Primordial black holes are plausible dark matter candidates, however arguments based upon their observed abundance cast doubt on their ability to be the only constituent of dark matter. Conversely, other research groups claim that gravitational waves detected by LIGO/VIRGO are consistent with primordial black holes making up 100% of dark matter, given if a relatively large amount of them were clustered within the halos of dwarf galaxies. An additional inconsistency with this claim is that the primordial black hole mass claimed could overlap with excluded mass range from Kepler micro-lensing.
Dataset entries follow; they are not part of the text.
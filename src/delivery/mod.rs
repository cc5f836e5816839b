//! Delivery layer
//!
//! Orchestrates the metadata repository, the blob store and the cache for
//! every document operation. Reads are cache-aside: probe the cache, fall
//! back to the repository, write the result back. Mutations invalidate
//! rather than update cached entries.
//!
//! Cache failures never fail a request. A failed read is a miss, a failed
//! write or delete is logged and ignored.
//!
//! List pages are keyed by per-user and public generation counters, so a
//! mutation only has to bump the counters of the users whose lists could
//! contain the document.

pub mod etag;
mod list;
mod mutate;

use std::sync::Arc;

use bytes::Bytes;
use serde_json::json;
use tracing::{debug, warn};
use uuid::Uuid;

pub use etag::{weak_etag, CacheHeaders};
pub use list::{decode_cursor, encode_cursor, ListQuery};
pub use mutate::{CreateInput, CreateMeta, CreateOutcome, UploadedFile};

use crate::cache::{keys, Cache};
use crate::db::{DbError, DocRepo, UserRepo};
use crate::model::{Document, Identity};
use crate::storage::{ContentStore, ObjectRead};
use crate::types::{DocError, Envelope, Result};

/// TTLs for cached entries
#[derive(Debug, Clone)]
pub struct DeliveryConfig {
    pub doc_ttl_secs: u64,
    pub list_ttl_secs: u64,
}

impl Default for DeliveryConfig {
    fn default() -> Self {
        Self {
            doc_ttl_secs: 300,
            list_ttl_secs: 60,
        }
    }
}

/// Conditional and partial request parameters of a fetch
#[derive(Debug, Clone, Default)]
pub struct FetchRequest {
    pub head: bool,
    pub if_none_match: Option<String>,
    pub range: Option<String>,
}

#[derive(Debug)]
pub enum FetchBody {
    NotModified,
    /// HEAD of a binary document
    FileHead { content_type: String },
    File(ObjectRead),
    /// Serialized `{"data": ...}` envelope
    Json(Bytes),
}

#[derive(Debug)]
pub struct FetchResponse {
    pub headers: CacheHeaders,
    pub body: FetchBody,
}

/// Document operations over repository, blob store and cache
#[derive(Clone)]
pub struct DocService {
    docs: Arc<dyn DocRepo>,
    users: Arc<dyn UserRepo>,
    store: Arc<ContentStore>,
    cache: Arc<dyn Cache>,
    config: DeliveryConfig,
}

impl DocService {
    pub fn new(
        docs: Arc<dyn DocRepo>,
        users: Arc<dyn UserRepo>,
        store: Arc<ContentStore>,
        cache: Arc<dyn Cache>,
        config: DeliveryConfig,
    ) -> Self {
        Self {
            docs,
            users,
            store,
            cache,
            config,
        }
    }

    pub fn store(&self) -> &Arc<ContentStore> {
        &self.store
    }

    /// Fetch a document for `identity`
    ///
    /// A cached metadata entry whose ETag equals `If-None-Match` exactly
    /// answers `NotModified` without a repository round trip.
    pub async fn fetch(&self, identity: &Identity, id: &Uuid, req: FetchRequest) -> Result<FetchResponse> {
        let inm = req.if_none_match.as_deref();

        if inm.is_some() {
            if let Some(cached) = self.cached_meta(id).await {
                let headers = CacheHeaders::for_document(&cached);
                // Only the exact validator skips the ACL query; `*` and lists wait for it
                if inm.map(str::trim) == Some(headers.etag.as_str()) {
                    debug!(doc_id = %id, "Conditional hit on cached metadata");
                    return Ok(FetchResponse {
                        headers,
                        body: FetchBody::NotModified,
                    });
                }
            }
        }

        let (doc, json) = self
            .docs
            .doc_by_id(id, Some(&identity.user_id))
            .await
            .map_err(read_err)?;

        if let Ok(raw) = serde_json::to_vec(&doc) {
            self.cache_set(&keys::doc_meta(id), Bytes::from(raw), self.config.doc_ttl_secs)
                .await;
        }

        let headers = CacheHeaders::for_document(&doc);
        if etag::if_none_match(inm, &headers.etag) {
            return Ok(FetchResponse {
                headers,
                body: FetchBody::NotModified,
            });
        }

        if doc.file {
            if req.head {
                return Ok(FetchResponse {
                    headers,
                    body: FetchBody::FileHead {
                        content_type: doc.mime,
                    },
                });
            }

            let mut read = self
                .store
                .get(&doc.storage_key, req.range.as_deref())
                .await
                .map_err(|e| {
                    DocError::Unexpected(format!("blob {} unreadable: {}", doc.storage_key, e))
                })?;
            read.content_type = doc.mime;
            return Ok(FetchResponse {
                headers,
                body: FetchBody::File(read),
            });
        }

        let json_key = keys::doc_json(id);
        if let Some(cached) = self.cache_get(&json_key).await {
            return Ok(FetchResponse {
                headers,
                body: FetchBody::Json(cached),
            });
        }

        let body = Envelope::data(json.unwrap_or_else(|| json!({}))).to_bytes()?;
        self.cache_set(&json_key, body.clone(), self.config.doc_ttl_secs)
            .await;

        Ok(FetchResponse {
            headers,
            body: FetchBody::Json(body),
        })
    }

    async fn cached_meta(&self, id: &Uuid) -> Option<Document> {
        let raw = self.cache_get(&keys::doc_meta(id)).await?;
        match serde_json::from_slice(&raw) {
            Ok(doc) => Some(doc),
            Err(e) => {
                warn!(doc_id = %id, error = %e, "Discarding unreadable cached metadata");
                None
            }
        }
    }

    async fn cache_get(&self, key: &str) -> Option<Bytes> {
        match self.cache.get(key).await {
            Ok(value) => value,
            Err(e) => {
                warn!(key, error = %e, "Cache read failed");
                None
            }
        }
    }

    async fn cache_set(&self, key: &str, value: Bytes, ttl_secs: u64) {
        if let Err(e) = self.cache.set(key, value, ttl_secs).await {
            warn!(key, error = %e, "Cache write failed");
        }
    }

    async fn cache_del(&self, keys: &[String]) {
        if let Err(e) = self.cache.del(keys).await {
            warn!(?keys, error = %e, "Cache delete failed");
        }
    }
}

/// Read-path mapping: absence stays absence, the rest is unexpected
fn read_err(err: DbError) -> DocError {
    match err {
        DbError::NotFound => DocError::NotFound,
        other => DocError::Unexpected(other.to_string()),
    }
}

fn write_err(err: DbError) -> DocError {
    DocError::Unexpected(err.to_string())
}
The GAIA spacecraft, launched by the European Space Agency is tasked with creating the largest and most detailed map of space and all objects within it ever created, including possible composite dark matter candidates. Although not specifically searching for dark matter, it is possible that dark matter scientists will be able to find dark matter among the 1 billion objects it will catalogue during its lifetime.